### EXERCISE PROMPT:
Across the material below, how many lines contain the word "count"? Give only the number.

### DATA FOR THE TASK:
☆ ☆ ☆

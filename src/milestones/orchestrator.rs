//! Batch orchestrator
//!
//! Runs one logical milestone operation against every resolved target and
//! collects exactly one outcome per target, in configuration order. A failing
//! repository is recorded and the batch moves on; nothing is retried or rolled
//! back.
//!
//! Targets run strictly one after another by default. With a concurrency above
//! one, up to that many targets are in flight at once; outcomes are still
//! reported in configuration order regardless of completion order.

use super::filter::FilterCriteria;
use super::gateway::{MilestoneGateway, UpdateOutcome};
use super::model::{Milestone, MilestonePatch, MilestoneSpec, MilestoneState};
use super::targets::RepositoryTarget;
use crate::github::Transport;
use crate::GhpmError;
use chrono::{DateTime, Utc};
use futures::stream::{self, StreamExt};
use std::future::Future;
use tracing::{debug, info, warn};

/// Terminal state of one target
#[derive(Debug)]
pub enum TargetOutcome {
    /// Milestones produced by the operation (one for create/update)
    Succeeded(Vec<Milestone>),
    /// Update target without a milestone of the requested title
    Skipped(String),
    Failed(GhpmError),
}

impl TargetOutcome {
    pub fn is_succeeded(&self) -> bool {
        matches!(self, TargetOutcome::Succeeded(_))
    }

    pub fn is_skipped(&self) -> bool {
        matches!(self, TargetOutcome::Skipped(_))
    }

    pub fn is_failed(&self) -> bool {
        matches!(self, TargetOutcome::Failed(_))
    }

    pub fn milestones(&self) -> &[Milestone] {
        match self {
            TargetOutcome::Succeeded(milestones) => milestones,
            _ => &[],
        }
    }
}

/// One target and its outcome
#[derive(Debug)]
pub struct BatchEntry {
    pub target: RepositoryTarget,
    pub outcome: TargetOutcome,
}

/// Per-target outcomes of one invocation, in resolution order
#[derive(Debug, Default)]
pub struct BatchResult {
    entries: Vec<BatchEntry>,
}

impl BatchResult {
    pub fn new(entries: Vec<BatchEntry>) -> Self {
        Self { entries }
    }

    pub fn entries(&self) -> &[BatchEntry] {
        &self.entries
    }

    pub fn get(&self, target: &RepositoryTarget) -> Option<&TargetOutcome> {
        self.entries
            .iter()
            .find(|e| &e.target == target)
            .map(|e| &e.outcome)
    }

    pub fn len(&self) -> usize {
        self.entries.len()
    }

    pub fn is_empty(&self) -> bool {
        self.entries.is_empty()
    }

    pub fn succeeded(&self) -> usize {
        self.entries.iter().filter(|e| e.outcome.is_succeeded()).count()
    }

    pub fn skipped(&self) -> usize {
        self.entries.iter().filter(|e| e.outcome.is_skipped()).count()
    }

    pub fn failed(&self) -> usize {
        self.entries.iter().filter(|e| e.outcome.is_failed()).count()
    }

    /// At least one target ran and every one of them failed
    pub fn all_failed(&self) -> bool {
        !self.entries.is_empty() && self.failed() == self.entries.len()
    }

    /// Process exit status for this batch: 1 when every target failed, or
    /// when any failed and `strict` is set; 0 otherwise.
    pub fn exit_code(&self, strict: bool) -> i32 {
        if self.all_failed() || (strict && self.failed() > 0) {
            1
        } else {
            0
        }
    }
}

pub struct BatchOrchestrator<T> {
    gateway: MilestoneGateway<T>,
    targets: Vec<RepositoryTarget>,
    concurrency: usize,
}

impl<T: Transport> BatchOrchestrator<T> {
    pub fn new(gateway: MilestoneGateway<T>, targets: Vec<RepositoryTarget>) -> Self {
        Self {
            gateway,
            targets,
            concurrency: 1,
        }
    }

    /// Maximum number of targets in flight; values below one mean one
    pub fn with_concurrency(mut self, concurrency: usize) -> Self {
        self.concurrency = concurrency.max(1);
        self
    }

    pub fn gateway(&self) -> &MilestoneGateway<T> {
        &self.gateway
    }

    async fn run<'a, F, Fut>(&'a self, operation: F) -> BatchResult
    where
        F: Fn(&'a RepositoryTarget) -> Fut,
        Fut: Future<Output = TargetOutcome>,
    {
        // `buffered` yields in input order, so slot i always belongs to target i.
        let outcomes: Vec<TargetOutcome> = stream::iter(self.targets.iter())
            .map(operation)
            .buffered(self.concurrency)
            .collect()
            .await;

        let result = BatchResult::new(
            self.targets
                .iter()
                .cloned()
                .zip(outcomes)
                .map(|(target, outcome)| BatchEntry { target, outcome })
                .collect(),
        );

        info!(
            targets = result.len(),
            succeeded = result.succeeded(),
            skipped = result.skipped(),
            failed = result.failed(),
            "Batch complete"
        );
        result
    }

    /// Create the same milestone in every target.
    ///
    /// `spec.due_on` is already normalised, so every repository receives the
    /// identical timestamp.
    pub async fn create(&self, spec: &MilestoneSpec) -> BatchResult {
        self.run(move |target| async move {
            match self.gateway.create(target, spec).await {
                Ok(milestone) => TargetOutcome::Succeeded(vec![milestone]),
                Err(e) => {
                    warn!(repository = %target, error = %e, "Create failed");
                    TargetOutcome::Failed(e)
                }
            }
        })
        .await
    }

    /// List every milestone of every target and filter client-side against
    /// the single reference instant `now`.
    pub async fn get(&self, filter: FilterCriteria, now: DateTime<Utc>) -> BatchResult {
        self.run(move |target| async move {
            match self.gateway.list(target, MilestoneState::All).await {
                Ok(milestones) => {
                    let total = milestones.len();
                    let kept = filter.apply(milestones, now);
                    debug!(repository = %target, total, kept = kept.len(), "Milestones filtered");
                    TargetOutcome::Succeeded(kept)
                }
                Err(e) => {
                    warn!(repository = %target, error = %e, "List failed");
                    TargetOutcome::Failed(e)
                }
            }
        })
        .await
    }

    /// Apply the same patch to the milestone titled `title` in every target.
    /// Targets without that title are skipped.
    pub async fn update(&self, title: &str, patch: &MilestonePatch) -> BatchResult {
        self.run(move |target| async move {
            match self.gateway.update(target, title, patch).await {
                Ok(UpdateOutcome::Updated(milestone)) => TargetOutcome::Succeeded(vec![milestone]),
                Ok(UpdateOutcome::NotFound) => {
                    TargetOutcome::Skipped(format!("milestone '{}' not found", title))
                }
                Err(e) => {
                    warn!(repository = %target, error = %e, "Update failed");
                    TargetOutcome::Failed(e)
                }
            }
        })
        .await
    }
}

☆ ☆ ☆

### SOLVED EXERCISE:
3